ABOUT THIS TASK: What appears from the first line of the records below through the line containing "use crate::Result;" must be reproduced verbatim.

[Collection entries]

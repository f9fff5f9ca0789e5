//! msgstore Storage Layer
//!
//! SQLite-backed persistence for messages: one `messages` table keyed by an
//! auto-incrementing id, with secondary indexes on topic, message and
//! timestamp. Inserts and their key allocation are transactional.

mod database;
mod error;
mod message;
mod migrations;
mod query;
mod schema;
mod store;
mod table;

pub use database::Database;
pub use error::StorageError;
pub use message::{Message, NewMessage};
pub use query::{IndexQuery, Matcher};
pub use schema::{
    IndexField, PrimaryKey, StoreSchema, TableSchema, DATABASE_NAME, MESSAGES_TABLE,
    SCHEMA_VERSION,
};
pub use store::{MessageStore, StoreConfig, DEFAULT_PAGE_SIZE};

pub type Result<T> = std::result::Result<T, StorageError>;
//! Async message store
//!
//! `MessageStore` is the handle callers share. Every operation runs the
//! blocking SQLite call on tokio's blocking pool, so callers suspend until
//! the engine finishes and in-flight operations interleave freely. Only the
//! work inside a single call is transactional.

use futures_util::stream::{self, Stream, TryStreamExt};
use std::path::PathBuf;
use std::sync::Arc;

use crate::database::Database;
use crate::error::StorageError;
use crate::message::{Message, NewMessage};
use crate::query::{fetch_page, IndexQuery, Matcher, ScanPosition};
use crate::schema::{IndexField, StoreSchema, TableSchema, MESSAGES_TABLE};
use crate::table;
use crate::Result;

pub const DEFAULT_PAGE_SIZE: usize = 64;

#[derive(Debug, Clone)]
pub struct StoreConfig {
    /// Database file
    pub path: PathBuf,
    pub schema: StoreSchema,
    /// Rows fetched per round trip while streaming a query
    pub page_size: usize,
}

impl StoreConfig {
    pub fn new(path: impl Into<PathBuf>) -> Self {
        Self {
            path: path.into(),
            schema: StoreSchema::messages_v1(),
            page_size: DEFAULT_PAGE_SIZE,
        }
    }
}

#[derive(Clone)]
pub struct MessageStore {
    db: Database,
    table: Arc<TableSchema>,
    page_size: usize,
}

impl MessageStore {
    /// Open or create the database described by `config`.
    pub async fn open(config: StoreConfig) -> Result<Self> {
        let page_size = config.page_size;
        let db = tokio::task::spawn_blocking(move || Database::open(&config.path, config.schema))
            .await??;
        Self::from_database(db, page_size)
    }

    pub async fn open_in_memory() -> Result<Self> {
        let db = tokio::task::spawn_blocking(|| Database::open_in_memory(StoreSchema::messages_v1()))
            .await??;
        Self::from_database(db, DEFAULT_PAGE_SIZE)
    }

    pub fn from_database(db: Database, page_size: usize) -> Result<Self> {
        let table = db
            .schema()
            .table(MESSAGES_TABLE)
            .cloned()
            .ok_or_else(|| StorageError::Schema(format!("no {MESSAGES_TABLE} table declared")))?;

        Ok(Self {
            db,
            table: Arc::new(table),
            page_size: page_size.max(1),
        })
    }

    pub fn schema(&self) -> &StoreSchema {
        self.db.schema()
    }

    async fn run<F, T>(&self, f: F) -> Result<T>
    where
        F: FnOnce(&Database, &TableSchema) -> Result<T> + Send + 'static,
        T: Send + 'static,
    {
        let db = self.db.clone();
        let table = Arc::clone(&self.table);
        tokio::task::spawn_blocking(move || f(&db, table.as_ref())).await?
    }

    /// Insert a message, returning its id (assigned when the record has none).
    pub async fn insert(&self, record: impl Into<NewMessage>) -> Result<String> {
        let record = record.into();
        let result = self
            .run(move |db, messages| db.transaction(|conn| table::insert(conn, messages, record)))
            .await;

        match &result {
            Ok(id) => tracing::debug!(id = %id, "Inserted message"),
            Err(StorageError::ConstraintViolation { key, .. }) => {
                tracing::warn!(id = %key, "Rejected duplicate message key")
            }
            Err(e) => tracing::error!(error = %e, "Failed to insert message"),
        }

        result
    }

    /// Insert several messages as one unit; either all land or none do.
    pub async fn bulk_insert<I>(&self, records: I) -> Result<Vec<String>>
    where
        I: IntoIterator,
        I::Item: Into<NewMessage>,
    {
        let records: Vec<NewMessage> = records.into_iter().map(Into::into).collect();
        let count = records.len();

        let ids = self
            .run(move |db, messages| {
                db.transaction(|conn| {
                    records
                        .into_iter()
                        .map(|record| table::insert(conn, messages, record))
                        .collect::<Result<Vec<_>>>()
                })
            })
            .await?;

        tracing::debug!(count, "Inserted message batch");
        Ok(ids)
    }

    pub async fn get(&self, id: &str) -> Result<Option<Message>> {
        let id = id.to_string();
        self.run(move |db, messages| db.with_connection(|conn| table::get(conn, messages, &id)))
            .await
    }

    /// Delete by id. Deleting a missing id is a no-op; the flag reports
    /// whether anything was removed.
    pub async fn delete(&self, id: &str) -> Result<bool> {
        let id = id.to_string();
        let removed = self
            .run(move |db, messages| db.with_connection(|conn| table::delete(conn, messages, &id)))
            .await?;
        tracing::debug!(removed, "Deleted message");
        Ok(removed)
    }

    pub async fn count(&self) -> Result<u64> {
        self.run(|db, messages| db.with_connection(|conn| table::count(conn, messages)))
            .await
    }

    pub async fn clear(&self) -> Result<usize> {
        let removed = self
            .run(|db, messages| db.with_connection(|conn| table::clear(conn, messages)))
            .await?;
        tracing::info!(removed, "Cleared messages");
        Ok(removed)
    }

    pub fn query_by_index(
        &self,
        field: IndexField,
        matcher: Matcher,
    ) -> impl Stream<Item = Result<Message>> + Send + 'static {
        self.query(IndexQuery::new(field, matcher))
    }

    /// Lazily stream the rows matching `query` in index order.
    ///
    /// Nothing touches the database until the stream is polled; rows are then
    /// fetched a page at a time. Re-running the same query re-scans.
    pub fn query(&self, query: IndexQuery) -> impl Stream<Item = Result<Message>> + Send + 'static {
        let scan = Scan {
            store: self.clone(),
            remaining: query.limit,
            query: Arc::new(query),
            after: None,
            exhausted: false,
        };

        stream::try_unfold(scan, Scan::next_page)
            .map_ok(|page| stream::iter(page.into_iter().map(Ok::<_, StorageError>)))
            .try_flatten()
    }

    /// Run `query` to completion.
    pub async fn query_all(&self, query: IndexQuery) -> Result<Vec<Message>> {
        self.query(query).try_collect().await
    }
}

struct Scan {
    store: MessageStore,
    query: Arc<IndexQuery>,
    after: Option<ScanPosition>,
    remaining: Option<usize>,
    exhausted: bool,
}

impl Scan {
    async fn next_page(mut self) -> Result<Option<(Vec<Message>, Self)>> {
        if self.exhausted || self.remaining == Some(0) {
            return Ok(None);
        }

        if !self.store.table.has_index(self.query.field) {
            return Err(StorageError::Schema(format!(
                "field {} is not indexed on {}",
                self.query.field, self.store.table.name
            )));
        }

        let page_size = match self.remaining {
            Some(remaining) => remaining.min(self.store.page_size),
            None => self.store.page_size,
        };

        let query = Arc::clone(&self.query);
        let after = self.after.clone();
        let page = self
            .store
            .run(move |db, messages| {
                db.with_connection(|conn| {
                    fetch_page(conn, messages, &query, after.as_ref(), page_size)
                })
            })
            .await?;

        tracing::trace!(
            field = %self.query.field,
            rows = page.len(),
            "Fetched query page"
        );

        if page.len() < page_size {
            self.exhausted = true;
        }
        let Some(last) = page.last() else {
            return Ok(None);
        };

        self.after = Some((self.query.key_of(last).to_string(), last.id.clone()));
        if let Some(remaining) = self.remaining.as_mut() {
            *remaining = remaining.saturating_sub(page.len());
        }

        Ok(Some((page, self)))
    }
}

TASK ANSWER:
repository f9fff5f9ca0789e5
//! msgstore Storage Layer
//!
//! SQLite-backed persistence for messages: one `messages` table keyed by an
//! auto-incrementing id, with secondary indexes on topic, message and
//! timestamp. Inserts and their key allocation are transactional.

mod database;
mod error;
mod message;
mod migrations;
mod query;
mod schema;
mod store;
mod table;

pub use database::Database;
pub use error::StorageError;
pub use message::{Message, NewMessage};
pub use query::{IndexQuery, Matcher};
pub use schema::{
    IndexField, PrimaryKey, StoreSchema, TableSchema, DATABASE_NAME, MESSAGES_TABLE,
    SCHEMA_VERSION,
};
pub use store::{MessageStore, StoreConfig, DEFAULT_PAGE_SIZE};

pub type Result<T> = std::result::Result<T, StorageError>;
//! Async message store
//!
//! `MessageStore` is the handle callers share. Every operation runs the
//! blocking SQLite call on tokio's blocking pool, so callers suspend until
//! the engine finishes and in-flight operations interleave freely. Only the
//! work inside a single call is transactional.

use futures_util::stream::{self, Stream, TryStreamExt};
use std::path::PathBuf;
use std::sync::Arc;

use crate::database::Database;
use crate::error::StorageError;
use crate::message::{Message, NewMessage};
use crate::query::{fetch_page, IndexQuery, Matcher, ScanPosition};
use crate::schema::{IndexField, StoreSchema, TableSchema, MESSAGES_TABLE};
use crate::table;
use crate::Result;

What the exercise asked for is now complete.